The Public Dis(Trust)

For at least the past eight years, the public trust has been broken by every type of institution. Economic recovery depends not only on economic fundamentals but a change in leadership and leadership values in Washington and elsewhere. 

Last Valentine’s Day, February 14, my post using Wachovia’s marketing tag line was a warning: “Are You With Wachovia? Then You May Be In Danger.” Wachovia was doing a profitable business with telemarketers known to defraud bank customers. Internal emails appeared to confirm Wachovia’s knowledge of and addiction to the source of the profits. Who was looking out for the customers?

So if you are surprised that Wachovia stiffed Citi when Wells Fargo made a better offer (and it is better in that it avoids draining more taxpayer funds and keeps Wachovia in tact) you are just not paying attention.

And if you thought that Richard Fuld, former chairman of Lehman brothers, would cop to doing anything wrong (for example, in paying bonuses to fleeing executives as their firm sought government cash), you must be in the 15% of the populace that thinks the economy is strong and George Bush has done a great job. Could we defend his assertion? Were the bonuses contractually guaranteed? Were they performance bonuses based on responsible management and actual accomplishments or phony profits? What made them “appropriate” as Fuld called them. He didn’t say. Who was looking out for the customers and investors?

And when the SEC allowed hedge funds bosses private audiences with SEC higher ups to complain about front-line auditors, when the FDA and Consumer Product Safety agencies failed to protect us from adverse impacts including death, when the Congress could not police its own ethics let alone keep the lobbyists for Fannie and Freddie and others in bounds, who was exercising the fiduciary trust of the public?  And I have not yet touched on the war and the Defense Department. 

And in case you have a short memory, it is only a few months since we learned our Federal oil regulators whose salaries we pay partied with sex and drugs funded by the companies they regulate.

Don’t blame it on free  markets, either. Our markets have not really been free – free of undue, self-serving influences and subsidies that inhibit real competition intended to benefit the public. 

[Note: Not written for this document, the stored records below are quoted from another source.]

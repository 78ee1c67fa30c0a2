//! Remote control over any text transport.
//!
//! ```text
//! RemotePlayer ──encode──▶ MessageSink ═══ transport ═══▶ RemoteServer ──▶ LocalPlayer
//!                          (String frames)                 decode + apply
//! ```
//!
//! Messages are JSON. The transport only moves strings, so a WebSocket, a
//! pipe or an in-process channel all work the same way; [`channel`] builds
//! the in-process one.

use crate::player::{LocalPlayer, Player};
use crate::{Error, Result};
use crossbeam_channel::{Receiver, Sender};
use serde::{Deserialize, Serialize};
use std::path::{Path, PathBuf};
use toid_core::{Action, Snapshot};
use toid_notation::NotationParser;
use tracing::{debug, warn};

/// One control message on the wire.
#[derive(Debug, Clone, PartialEq, Serialize, Deserialize)]
pub enum RemoteMessage {
    Action(Action),
    /// Parsed on the receiving side with its own tick.
    Notation {
        track: String,
        notation: String,
        octave: f32,
        #[serde(default)]
        key: f32,
        #[serde(default)]
        looped: bool,
    },
    RegisterResource {
        path: PathBuf,
    },
    LoadInstrument {
        name: String,
    },
    Sync(Snapshot),
}

impl RemoteMessage {
    pub fn encode(&self) -> Result<String> {
        serde_json::to_string(self).map_err(Error::Encode)
    }

    pub fn decode(frame: &str) -> Result<Self> {
        serde_json::from_str(frame).map_err(Error::Decode)
    }

    /// Short name for logging.
    pub fn name(&self) -> &'static str {
        match self {
            Self::Action(action) => action.name(),
            Self::Notation { .. } => "notation",
            Self::RegisterResource { .. } => "register_resource",
            Self::LoadInstrument { .. } => "load_instrument",
            Self::Sync(_) => "sync",
        }
    }
}

/// Outbound half of a transport.
pub trait MessageSink: Send + Sync {
    fn send(&self, frame: String) -> Result<()>;
}

impl MessageSink for Sender<String> {
    fn send(&self, frame: String) -> Result<()> {
        Sender::send(self, frame).map_err(|_| Error::Disconnected)
    }
}

/// Player that encodes every call and hands it to a [`MessageSink`].
///
/// Notation is checked locally before sending, so syntax errors surface to
/// the caller instead of on the server.
pub struct RemotePlayer<S: MessageSink> {
    sink: S,
    parser: NotationParser,
}

impl<S: MessageSink> RemotePlayer<S> {
    pub fn new(sink: S) -> Self {
        Self::with_parser(sink, NotationParser::default())
    }

    pub fn with_parser(sink: S, parser: NotationParser) -> Self {
        Self { sink, parser }
    }

    pub fn sink(&self) -> &S {
        &self.sink
    }

    pub fn send(&self, message: &RemoteMessage) -> Result<()> {
        let frame = message.encode()?;
        self.sink.send(frame)?;
        debug!(message = message.name(), "sent remote message");
        Ok(())
    }

    fn send_notation_message(
        &self,
        notation: &str,
        octave: f32,
        key: f32,
        track: &str,
        looped: bool,
    ) -> Result<()> {
        self.parser.parse_notes_in_key(notation, octave, key)?;
        self.send(&RemoteMessage::Notation {
            track: track.to_string(),
            notation: notation.to_string(),
            octave,
            key,
            looped,
        })
    }
}

impl<S: MessageSink> Player for RemotePlayer<S> {
    fn apply(&self, action: Action) -> Result<()> {
        self.send(&RemoteMessage::Action(action))
    }

    fn register_resource(&self, path: &Path) -> Result<()> {
        self.send(&RemoteMessage::RegisterResource {
            path: path.to_path_buf(),
        })
    }

    fn load_instrument(&self, name: &str) -> Result<()> {
        self.send(&RemoteMessage::LoadInstrument {
            name: name.to_string(),
        })
    }

    fn send_notation_in_key(
        &self,
        notation: &str,
        octave: f32,
        key: f32,
        track: &str,
    ) -> Result<()> {
        self.send_notation_message(notation, octave, key, track, false)
    }

    fn loop_notation_in_key(
        &self,
        notation: &str,
        octave: f32,
        key: f32,
        track: &str,
    ) -> Result<()> {
        self.send_notation_message(notation, octave, key, track, true)
    }

    fn sync(&self, snapshot: Snapshot) -> Result<()> {
        self.send(&RemoteMessage::Sync(snapshot))
    }
}

/// Frame counts from [`RemoteServer::serve`].
#[derive(Debug, Clone, Copy, Default, PartialEq, Eq)]
pub struct ServeSummary {
    pub applied: u64,
    pub rejected: u64,
}

/// Receiving end: decodes frames and replays them on a [`LocalPlayer`].
pub struct RemoteServer {
    player: LocalPlayer,
}

impl RemoteServer {
    pub fn new(player: LocalPlayer) -> Self {
        Self { player }
    }

    pub fn player(&self) -> &LocalPlayer {
        &self.player
    }

    pub fn handle(&self, message: RemoteMessage) -> Result<()> {
        match message {
            RemoteMessage::Action(action) => self.player.apply(action),
            RemoteMessage::Notation {
                track,
                notation,
                octave,
                key,
                looped: false,
            } => self.player.send_notation_in_key(&notation, octave, key, &track),
            RemoteMessage::Notation {
                track,
                notation,
                octave,
                key,
                looped: true,
            } => self.player.loop_notation_in_key(&notation, octave, key, &track),
            RemoteMessage::RegisterResource { path } => self.player.register_resource(&path),
            RemoteMessage::LoadInstrument { name } => self.player.load_instrument(&name),
            RemoteMessage::Sync(snapshot) => self.player.sync(snapshot),
        }
    }

    pub fn handle_frame(&self, frame: &str) -> Result<()> {
        self.handle(RemoteMessage::decode(frame)?)
    }

    /// Apply frames until every sender is gone. Bad frames are logged and
    /// skipped.
    pub fn serve(&self, frames: &Receiver<String>) -> ServeSummary {
        let mut summary = ServeSummary::default();
        for frame in frames.iter() {
            match self.handle_frame(&frame) {
                Ok(()) => summary.applied += 1,
                Err(e) => {
                    warn!(error = %e, "rejected remote message");
                    summary.rejected += 1;
                }
            }
        }
        summary
    }
}

/// In-process transport: a player plus the receiver to hand to
/// [`RemoteServer::serve`].
pub fn channel() -> (RemotePlayer<Sender<String>>, Receiver<String>) {
    let (sender, receiver) = crossbeam_channel::unbounded();
    (RemotePlayer::new(sender), receiver)
}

There have always been insider dealing, other forms of corruption and a lack of wise oversight. But this is one of those periodic times when it is so egregious that the trust – and the system – breaks down.  

And you now know that it affects everyone. 

So, make sure you vote in presidential elections and congressional elections and do so for whoever is most likely to restore trust by doing the right thing.